AHAHAHAHAHAHAHAHAHAHAHHA!


----------



## Air Fly (Apr 19, 2005)

XMATTHEWX said:


> Duncan is a leader. KG is a player.


I disagree.

Duncan is both.


----------



## garnett (May 13, 2003)

Duncan easily. When you need a score Duncan will give you one of his many post moves, whereas Garnett will give you a fadeaway jumper. That's the major difference and it's a big one.


----------



## bball2223 (Jul 21, 2006)

brain_less said:


> duncan reason the wolfs made the playoffs in 04 but no oher year with kg on that team the spurs have not missed the playoffs since duncan came to the team in 1997. and duncan as the rings 2 mvp preformence compaderd to the big tickets 1 mvp year. there both good but i favor timmy


Duncan also has a lot more talent on his team. If were talking in their prime give me KG because of his tenacity and he has more skills than Duncan. But now I would take Duncan.


----------



## qross1fan (Dec 28, 2004)

If I'm starting a team with a star already, KG. If I have good role players, Duncan due to his leadership and his ability to make decent role players look like stars (Manu and TP)


----------



## FreeMason Jr. (Jul 12, 2004)

Tony and Manu aren't roleplayers...


----------



## coco killer (Mar 5, 2006)

even though i am a minny fan i would probaly take duncan because of the fact that he won like 3 rings and was able to keep the same stats as garnett even with players like parker and ginobli


----------



## XxMia_9xX (Oct 5, 2002)

duncan easily... this is a spurs forum though, of course duncan would be winning regardless if he won rings or mvps or what not...


----------



## Krstic All-Star (Mar 9, 2005)

Duncan. KG might (_might_) have a wider array of skills and athletic attributes, but your team has to be built to accomodate his unique abilities. With Duncan, he is so fundamentally pure, you can plug him into pretty much any offensive/defensive philosophy and he'll elevate the team.


----------



## Banjoriddim (Aug 14, 2004)

bball2223 said:


> Duncan also has a lot more talent on his team. If were talking in their prime give me KG because of his tenacity and he has more skills than Duncan. But now I would take Duncan.

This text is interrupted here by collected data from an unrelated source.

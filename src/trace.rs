//! Per-row observability sink.
//!
//! A [`Tracer`] opens one [`RowTrace`] per requirement row; the agent
//! records [`TraceEvent`]s into it as nodes run. Tracing never influences
//! routing: the agent behaves identically with or without a tracer.
//!
//! | Sink | Output |
//! |------|--------|
//! | [`LogTracer`] | `tracing` events under target `rfp::trace` |
//! | [`JsonlTracer`] | one JSON object per line in a file |

use anyhow::{Context, Result};
use rfp_harness_core::models::{MatchPoint, Scope};
use rfp_harness_core::verdict::SufficiencyVerdict;
use serde::Serialize;
use std::fs::{File, OpenOptions};
use std::io::{BufWriter, Write};
use std::sync::{Arc, Mutex};

use crate::config::TraceConfig;

/// Identity of the row a trace belongs to.
#[derive(Debug, Clone, Serialize)]
pub struct RowMeta {
    pub session_id: String,
    pub rfp_name: String,
    /// 1-based position in the batch.
    pub row_number: usize,
    pub scope: Scope,
}

#[derive(Debug, Clone, Copy, PartialEq, Eq, Serialize)]
#[serde(rename_all = "lowercase")]
pub enum Level {
    Info,
    Warning,
    Error,
}

#[derive(Debug, Clone, Serialize)]
#[serde(tag = "event", rename_all = "snake_case")]
pub enum TraceEvent {
    Retrieval {
        query: String,
        breadth: u32,
        matches: Vec<MatchPoint>,
        windows: usize,
    },
    Evaluation {
        /// `None` when the precheck routed without calling the model, or
        /// the model call failed.
        verdict: Option<SufficiencyVerdict>,
        retrieve_more: bool,
    },
    Generation {
        answer: String,
        fallback: bool,
    },
    Outcome {
        message: String,
    },
}

pub trait RowTrace: Send {
    fn record(&mut self, level: Level, event: TraceEvent);
}

pub trait Tracer: Send + Sync {
    fn start_row(&self, meta: RowMeta) -> Box<dyn RowTrace>;
    /// Flush buffered output. Called once per batch.
    fn flush(&self) -> Result<()> {
        Ok(())
    }
}

// ============ Log sink ============

pub struct LogTracer;

struct LogRowTrace {
    meta: RowMeta,
}

impl Tracer for LogTracer {
    fn start_row(&self, meta: RowMeta) -> Box<dyn RowTrace> {
        Box::new(LogRowTrace { meta })
    }
}

impl RowTrace for LogRowTrace {
    fn record(&mut self, level: Level, event: TraceEvent) {
        let payload = serde_json::to_string(&event).unwrap_or_default();
        let session = self.meta.session_id.as_str();
        let row = self.meta.row_number;
        match level {
            Level::Info => tracing::info!(target: "rfp::trace", session, row, "{}", payload),
            Level::Warning => tracing::warn!(target: "rfp::trace", session, row, "{}", payload),
            Level::Error => tracing::error!(target: "rfp::trace", session, row, "{}", payload),
        }
    }
}

// ============ JSONL sink ============

pub struct JsonlTracer {
    writer: Arc<Mutex<BufWriter<File>>>,
}

impl JsonlTracer {
    /// Append to `path`, creating it and its parent directory if needed.
    pub fn open(path: &std::path::Path) -> Result<Self> {
        if let Some(parent) = path.parent() {
            if !parent.as_os_str().is_empty() {
                std::fs::create_dir_all(parent)?;
            }
        }
        let file = OpenOptions::new()
            .create(true)
            .append(true)
            .open(path)
            .with_context(|| format!("Failed to open trace file: {}", path.display()))?;
        Ok(Self {
            writer: Arc::new(Mutex::new(BufWriter::new(file))),
        })
    }
}

#[derive(Serialize)]
struct JsonlLine<'a> {
    ts: String,
    #[serde(flatten)]
    meta: &'a RowMeta,
    level: Level,
    #[serde(flatten)]
    event: &'a TraceEvent,
}

struct JsonlRowTrace {
    meta: RowMeta,
    writer: Arc<Mutex<BufWriter<File>>>,
}

impl Tracer for JsonlTracer {
    fn start_row(&self, meta: RowMeta) -> Box<dyn RowTrace> {
        Box::new(JsonlRowTrace {
            meta,
            writer: self.writer.clone(),
        })
    }

    fn flush(&self) -> Result<()> {
        let mut writer = self
            .writer
            .lock()
            .map_err(|_| anyhow::anyhow!("trace writer poisoned"))?;
        writer.flush()?;
        Ok(())
    }
}

impl RowTrace for JsonlRowTrace {
    fn record(&mut self, level: Level, event: TraceEvent) {
        let line = JsonlLine {
            ts: chrono::Utc::now().to_rfc3339(),
            meta: &self.meta,
            level,
            event: &event,
        };
        let Ok(json) = serde_json::to_string(&line) else {
            return;
        };
        if let Ok(mut writer) = self.writer.lock() {
            if let Err(e) = writeln!(writer, "{}", json) {
                tracing::warn!("failed to write trace line: {}", e);
            }
        }
    }
}

/// Build the sink named by `[trace] sink`. `none` yields no tracer.
pub fn create_tracer(config: &TraceConfig) -> Result<Option<Arc<dyn Tracer>>> {
    match config.sink.as_str() {
        "none" => Ok(None),
        "log" => Ok(Some(Arc::new(LogTracer))),
        "jsonl" => {
            let path = config
                .path
                .as_ref()
                .ok_or_else(|| anyhow::anyhow!("trace.path required for jsonl sink"))?;
            Ok(Some(Arc::new(JsonlTracer::open(path)?)))
        }
        other => anyhow::bail!("Unknown trace sink: {}", other),
    }
}

#[cfg(test)]
mod tests {
    use super::*;

    fn meta(row: usize) -> RowMeta {
        RowMeta {
            session_id: "q_p_2024-01-01_000000".into(),
            rfp_name: "q.csv".into(),
            row_number: row,
            scope: Scope::new(1, 2),
        }
    }

    #[test]
    fn jsonl_writes_one_line_per_event() {
        let dir = tempfile::TempDir::new().unwrap();
        let path = dir.path().join("traces/rows.jsonl");
        let tracer = JsonlTracer::open(&path).unwrap();

        let mut row = tracer.start_row(meta(1));
        row.record(
            Level::Info,
            TraceEvent::Generation {
                answer: "Yes.".into(),
                fallback: false,
            },
        );
        row.record(
            Level::Error,
            TraceEvent::Outcome {
                message: "boom".into(),
            },
        );
        tracer.flush().unwrap();

        let content = std::fs::read_to_string(&path).unwrap();
        let lines: Vec<serde_json::Value> = content
            .lines()
            .map(|l| serde_json::from_str(l).unwrap())
            .collect();
        assert_eq!(lines.len(), 2);
        assert_eq!(lines[0]["event"], "generation");
        assert_eq!(lines[0]["row_number"], 1);
        assert_eq!(lines[0]["session_id"], "q_p_2024-01-01_000000");
        assert_eq!(lines[1]["level"], "error");
        assert_eq!(lines[1]["message"], "boom");
    }

    #[test]
    fn none_sink_builds_nothing() {
        let config = TraceConfig {
            sink: "none".into(),
            path: None,
        };
        assert!(create_tracer(&config).unwrap().is_none());
    }
}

??? Duncan has had some serious health problems for last 2 years not KG (just not that famous any more?) wher is the logic? now about KG's tenacity and "he has more skills" doesn't appear in results (I mean you say he has "tenacity" but Duncan also holds his own btw with results) also people say KG has "tenacity" so what they say Dirk is soft DESPITE the fact that for last 4-5 years he has been one of the biggest playoff preformer... I don't care how big your "tenacity" is if you can't stay in post and seriously lead your team (like take over offense) then it just doen't matter and skills... well he is PF so I'd say hes skills distract him he take jumpers when he should be in post also what you consider skill for C/PF bringing ball over and shooting fadeaways? Duncan has insane footwork great post moves, great defens (help/man-to-man), can shoot other than free throw shooting what is missing? I rate higer skills what you need in your particular position higher than some random skills that don't help you that much... now team mates? Well there has been 2 different Championship squards and one Tim Duncan I agree that he has better team but if you swich them I just don't see how KG would have guarded Shaq... ect. Last remark leads me to why I rate Duncan so highly: he is PF/C and can guard starplayers on both positions also he anchors the whole Spurs team (basicly what C should do) so to me this is extra motivation to take him. No hate on KG just big respect to Duncan


----------



## Pain5155 (May 28, 2006)

what did u think we'd pick if u asked this question at a spurs board. now go to the twolves board and you'd see the complete opposite.


----------



## Dynamic™ (Jun 28, 2006)

Kevin Garnett is a better player. I know this is the San Antonio forum, but sorry guys, KG is better in my book.


----------



## TheRoc5 (Mar 1, 2005)

Dynamic™ said:


> Kevin Garnett is a better player. I know this is the San Antonio forum, but sorry guys, KG is better in my book.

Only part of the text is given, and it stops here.